-- Exercise goal --
If a line in the records below contains "match", copy that line.

-- Listed entries --

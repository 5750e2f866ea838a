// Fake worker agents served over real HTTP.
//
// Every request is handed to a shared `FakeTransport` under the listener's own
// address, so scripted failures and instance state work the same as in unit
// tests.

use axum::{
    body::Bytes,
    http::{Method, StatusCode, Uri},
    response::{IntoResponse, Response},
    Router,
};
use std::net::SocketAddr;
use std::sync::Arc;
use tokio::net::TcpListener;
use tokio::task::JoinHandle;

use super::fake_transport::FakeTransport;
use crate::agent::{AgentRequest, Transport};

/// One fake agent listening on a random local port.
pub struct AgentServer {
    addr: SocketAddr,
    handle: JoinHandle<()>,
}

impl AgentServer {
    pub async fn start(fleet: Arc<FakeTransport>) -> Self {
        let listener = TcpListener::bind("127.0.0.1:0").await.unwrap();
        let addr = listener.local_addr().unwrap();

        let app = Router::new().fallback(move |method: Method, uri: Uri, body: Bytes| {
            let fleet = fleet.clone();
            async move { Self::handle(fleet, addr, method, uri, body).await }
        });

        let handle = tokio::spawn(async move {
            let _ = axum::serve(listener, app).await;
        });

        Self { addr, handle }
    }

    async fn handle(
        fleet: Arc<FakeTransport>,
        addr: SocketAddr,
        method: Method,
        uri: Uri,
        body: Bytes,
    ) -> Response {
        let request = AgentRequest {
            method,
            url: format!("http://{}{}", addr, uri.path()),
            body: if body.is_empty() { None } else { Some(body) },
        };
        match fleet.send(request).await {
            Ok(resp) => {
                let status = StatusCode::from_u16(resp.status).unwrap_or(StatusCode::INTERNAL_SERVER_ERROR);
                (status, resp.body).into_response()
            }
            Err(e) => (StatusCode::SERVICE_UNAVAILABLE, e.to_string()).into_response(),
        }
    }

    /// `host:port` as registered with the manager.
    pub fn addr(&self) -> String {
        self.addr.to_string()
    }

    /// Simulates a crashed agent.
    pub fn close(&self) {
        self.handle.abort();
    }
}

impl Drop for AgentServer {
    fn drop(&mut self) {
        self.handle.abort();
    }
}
---
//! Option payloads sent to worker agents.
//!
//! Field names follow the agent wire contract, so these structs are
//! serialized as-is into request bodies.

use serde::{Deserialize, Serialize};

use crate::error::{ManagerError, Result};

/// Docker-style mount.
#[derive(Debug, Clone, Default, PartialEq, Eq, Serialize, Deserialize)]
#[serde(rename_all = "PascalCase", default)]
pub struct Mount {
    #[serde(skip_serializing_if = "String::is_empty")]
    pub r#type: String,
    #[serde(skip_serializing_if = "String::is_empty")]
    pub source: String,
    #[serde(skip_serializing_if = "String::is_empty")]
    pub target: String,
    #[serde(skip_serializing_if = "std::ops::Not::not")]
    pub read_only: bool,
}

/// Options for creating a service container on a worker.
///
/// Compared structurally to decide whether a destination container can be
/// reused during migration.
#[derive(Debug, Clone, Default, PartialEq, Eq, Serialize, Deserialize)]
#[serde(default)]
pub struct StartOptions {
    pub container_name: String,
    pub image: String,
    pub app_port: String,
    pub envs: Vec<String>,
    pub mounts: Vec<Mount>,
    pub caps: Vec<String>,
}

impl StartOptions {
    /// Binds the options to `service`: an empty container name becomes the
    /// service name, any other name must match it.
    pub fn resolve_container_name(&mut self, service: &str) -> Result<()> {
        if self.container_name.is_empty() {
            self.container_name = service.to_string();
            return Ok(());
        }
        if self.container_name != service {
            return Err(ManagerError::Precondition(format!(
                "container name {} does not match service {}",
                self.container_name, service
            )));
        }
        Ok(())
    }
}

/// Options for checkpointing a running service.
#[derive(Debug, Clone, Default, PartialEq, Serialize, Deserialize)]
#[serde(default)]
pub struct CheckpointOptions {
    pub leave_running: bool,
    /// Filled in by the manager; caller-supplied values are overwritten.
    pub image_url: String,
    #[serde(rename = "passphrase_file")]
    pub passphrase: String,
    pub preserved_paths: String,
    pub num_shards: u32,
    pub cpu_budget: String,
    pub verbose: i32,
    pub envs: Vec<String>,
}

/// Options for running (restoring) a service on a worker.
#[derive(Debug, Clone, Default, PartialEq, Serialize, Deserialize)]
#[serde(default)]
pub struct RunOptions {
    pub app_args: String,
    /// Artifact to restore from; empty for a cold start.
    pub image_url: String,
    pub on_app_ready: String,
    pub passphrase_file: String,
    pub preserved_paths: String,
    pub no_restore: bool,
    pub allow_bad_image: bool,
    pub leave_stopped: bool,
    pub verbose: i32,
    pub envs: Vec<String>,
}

-- Solved exercise --
        match fleet.send(request).await {
    /// service name, any other name must match it.
                "container name {} does not match service {}",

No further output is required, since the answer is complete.